Stored data entries
== Segment start ==

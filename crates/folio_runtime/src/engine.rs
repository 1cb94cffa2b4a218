//! Execution engine.
//!
//! Serves requests against a compiled node tree: resolves the stage path,
//! acquires one stage per node, wires the push chain and runs it. The
//! longest cacheable prefix of the chain (the source plus the transforms
//! right after it that offer a key) runs through the cache coordinator as
//! one memoizable producer. Every acquired stage is released exactly once,
//! whatever the outcome.

use crate::assembler;
use crate::chain::{CancelGate, with_chain};
use crate::context::{AcquiredStage, ExecutionContext, Request, Response};
use crate::error::ProcessingError;
use crate::registry::{StageArgs, StageProvider, StageRegistry};
use crate::stage::{Source, StageEnv, Transform};
use folio_cache::{CacheConfig, CacheCoordinator, CacheKey, CacheStore, Memoizable, Validity};
use folio_core::NodeId;
use folio_events::{BalanceValidator, ContentHandler, StreamError};
use folio_plan::{ConfigNode, ConfigResult, LanguageRegistry, NodeTree, StageRole, TreeBuilder};
use serde::{Deserialize, Serialize};
use std::sync::Arc;
use tokio_util::sync::CancellationToken;
use tracing::{debug, info, info_span, warn};

/// Engine configuration
#[derive(Debug, Clone, PartialEq, Eq, Serialize, Deserialize)]
#[serde(default)]
pub struct EngineConfig {
    /// Check stream balance in front of the sink
    pub validate_balance: bool,
    /// Cache behavior
    pub cache: CacheConfig,
}

impl Default for EngineConfig {
    fn default() -> Self {
        Self {
            validate_balance: true,
            cache: CacheConfig::default(),
        }
    }
}

impl EngineConfig {
    /// Enable or disable the balance validator
    #[must_use]
    pub fn with_validate_balance(mut self, validate: bool) -> Self {
        self.validate_balance = validate;
        self
    }

    /// Set the cache configuration
    #[must_use]
    pub fn with_cache(mut self, cache: CacheConfig) -> Self {
        self.cache = cache;
        self
    }
}

/// Request-serving engine over one compiled tree
///
/// The tree is read-only after construction, so one engine can serve
/// concurrent requests from several threads.
pub struct Engine {
    tree: Arc<NodeTree>,
    provider: Arc<dyn StageProvider>,
    cache: CacheCoordinator,
    config: EngineConfig,
}

impl Engine {
    /// Create an engine over an already compiled tree
    #[must_use]
    pub fn new(
        tree: Arc<NodeTree>,
        provider: Arc<dyn StageProvider>,
        store: Arc<dyn CacheStore>,
        config: EngineConfig,
    ) -> Self {
        let cache = CacheCoordinator::new(store, config.cache.clone());
        Self {
            tree,
            provider,
            cache,
            config,
        }
    }

    /// Compile `root` against `registry` and create an engine for it
    ///
    /// # Errors
    ///
    /// Returns the first [`ConfigError`](folio_plan::ConfigError) found in
    /// the configuration
    pub fn build(
        root: &ConfigNode,
        registry: Arc<StageRegistry>,
        languages: &LanguageRegistry,
        store: Arc<dyn CacheStore>,
        config: EngineConfig,
    ) -> ConfigResult<Self> {
        let tree = TreeBuilder::new(languages, registry.as_ref()).build(root)?;
        info!(nodes = tree.len(), views = tree.views().len(), "sitemap compiled");
        Ok(Self::new(Arc::new(tree), registry, store, config))
    }

    /// Compiled node tree
    #[must_use]
    pub fn tree(&self) -> &NodeTree {
        &self.tree
    }

    /// Cache coordinator
    #[must_use]
    pub fn cache(&self) -> &CacheCoordinator {
        &self.cache
    }

    /// Engine configuration
    #[must_use]
    pub fn config(&self) -> &EngineConfig {
        &self.config
    }

    /// Serve one request
    ///
    /// # Errors
    ///
    /// Returns [`ProcessingError`] if the view is unknown or not reachable,
    /// the resolved chain is malformed, or a stage fails
    pub fn execute(&self, request: &Request) -> Result<Response, ProcessingError> {
        self.execute_with_cancel(request, CancellationToken::new())
    }

    /// Serve one request, aborting once `cancel` is cancelled
    ///
    /// # Errors
    ///
    /// Same as [`execute`](Self::execute), plus [`ProcessingError::Cancelled`]
    pub fn execute_with_cancel(
        &self,
        request: &Request,
        cancel: CancellationToken,
    ) -> Result<Response, ProcessingError> {
        let mut ctx = ExecutionContext::new(request, Arc::clone(&self.provider), cancel);
        let span = info_span!("execute", id = %ctx.id, path = %request.path);
        let _enter = span.enter();

        let result = self.serve(&mut ctx);
        match &result {
            Ok(response) => info!(
                mime_type = %response.mime_type,
                bytes = response.body.len(),
                cache = response.cache.as_str(),
                "execution finished"
            ),
            Err(error) => warn!(%error, "execution failed"),
        }
        result
    }

    fn serve(&self, ctx: &mut ExecutionContext<'_>) -> Result<Response, ProcessingError> {
        if ctx.cancel.is_cancelled() {
            return Err(ProcessingError::Cancelled);
        }

        let nodes = assembler::resolve(&self.tree, &ctx.eval_context(), ctx.view())?;
        assembler::check_roles(&self.tree, &nodes)?;
        debug!(stages = nodes.len(), view = ?ctx.view(), "pipeline resolved");

        self.acquire(ctx, &nodes)?;
        self.run(ctx)
    }

    fn acquire(&self, ctx: &mut ExecutionContext<'_>, nodes: &[NodeId]) -> Result<(), ProcessingError> {
        let request = ctx.request;
        for &id in nodes {
            let node = self
                .tree
                .stage(id)
                .ok_or_else(|| ProcessingError::malformed(format!("{} is not a stage", id)))?;
            let params = node
                .params
                .resolve_all(&request.parameters)
                .map_err(|err| ProcessingError::Parameter {
                    type_id: node.type_id.clone(),
                    message: err.to_string(),
                })?;
            let args = StageArgs {
                params: &params,
                path: &request.path,
                request: &request.parameters,
            };
            let instance = self.provider.acquire(node, &args)?;
            ctx.lease.push(AcquiredStage {
                node: id,
                type_id: node.type_id.clone(),
                instance,
            });
        }
        Ok(())
    }

    fn run(&self, ctx: &mut ExecutionContext<'_>) -> Result<Response, ProcessingError> {
        let execution = ctx.id;
        let env = ctx.stage_env();
        let cancel = ctx.cancel.clone();
        let (prefix_len, key) = cacheable_prefix(ctx.lease.stages());

        let stages = ctx.lease.stages_mut();
        let (first, rest) = stages
            .split_first_mut()
            .ok_or_else(|| ProcessingError::malformed("no stages acquired"))?;
        let (last, middle) = rest
            .split_last_mut()
            .ok_or_else(|| ProcessingError::malformed("no sink acquired"))?;

        let source = first
            .instance
            .as_source_mut()
            .ok_or_else(|| role_mismatch(&first.type_id, StageRole::Source))?;
        let sink = last
            .instance
            .as_sink_mut()
            .ok_or_else(|| role_mismatch(&last.type_id, StageRole::Sink))?;
        let mut transforms: Vec<&mut dyn Transform> = Vec::with_capacity(middle.len());
        for stage in middle.iter_mut() {
            let transform = stage
                .instance
                .as_transform_mut()
                .ok_or_else(|| role_mismatch(&stage.type_id, StageRole::Transform))?;
            transforms.push(transform);
        }
        let (prefix, suffix) = transforms.split_at_mut(prefix_len);

        let mut producer = PrefixProducer {
            source,
            transforms: prefix,
            env,
            key,
        };
        let cache = &self.cache;
        let mut gate = CancelGate::new(&cancel, &mut *sink);
        let outcome = if self.config.validate_balance {
            let mut validator = BalanceValidator::new(&mut gate);
            let outcome = with_chain(suffix, &mut validator, |head| {
                cache.fetch_or_compute(&mut producer, head)
            })?;
            let report = validator.finish()?;
            debug!(events = report.events, depth = report.max_depth, "stream balanced");
            outcome
        } else {
            with_chain(suffix, &mut gate, |head| cache.fetch_or_compute(&mut producer, head))?
        };

        Ok(Response {
            execution,
            mime_type: sink.mime_type().to_string(),
            body: sink.take_output(),
            cache: outcome,
        })
    }
}

fn role_mismatch(type_id: &str, expected: StageRole) -> ProcessingError {
    ProcessingError::malformed(format!("provider returned '{}' but a {} was expected", type_id, expected))
}

/// Number of transforms in the cacheable prefix and the composed key
///
/// Without a source key nothing is cacheable.
fn cacheable_prefix(stages: &[AcquiredStage]) -> (usize, Option<CacheKey>) {
    let Some((source, rest)) = stages.split_first() else {
        return (0, None);
    };
    let Some(source_key) = source.instance.cacheable().and_then(|c| c.cache_key()) else {
        return (0, None);
    };

    let mut parts = vec![(source.type_id.as_str(), source_key)];
    for stage in rest {
        if stage.instance.role() != StageRole::Transform {
            break;
        }
        match stage.instance.cacheable().and_then(|c| c.cache_key()) {
            Some(key) => parts.push((stage.type_id.as_str(), key)),
            None => break,
        }
    }

    let key = CacheKey::compose(parts.iter().map(|(type_id, key)| (*type_id, key)));
    (parts.len() - 1, Some(key))
}

/// Source plus cacheable transforms, presented to the cache as one producer
struct PrefixProducer<'p, 'q> {
    source: &'p mut dyn Source,
    transforms: &'p mut [&'q mut dyn Transform],
    env: StageEnv<'p>,
    key: Option<CacheKey>,
}

impl Memoizable for PrefixProducer<'_, '_> {
    fn cache_key(&self) -> Option<CacheKey> {
        self.key.clone()
    }

    fn validity(&self) -> Option<Validity> {
        let mut parts = Vec::with_capacity(self.transforms.len() + 1);
        parts.push(self.source.cacheable()?.validity()?);
        for transform in self.transforms.iter() {
            parts.push(transform.cacheable()?.validity()?);
        }
        Some(Validity::Aggregated(parts))
    }

    fn produce(&mut self, out: &mut dyn ContentHandler) -> Result<(), StreamError> {
        let Self {
            source,
            transforms,
            env,
            ..
        } = self;
        with_chain(transforms, out, |head| source.produce(env, head))
    }
}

== Segment end ==

**TASK OBJECTIVE**: For the entries above, please state how many lines contain the string "StageArgs"; give the number and nothing else.

**PROBLEM SOLUTION**: 2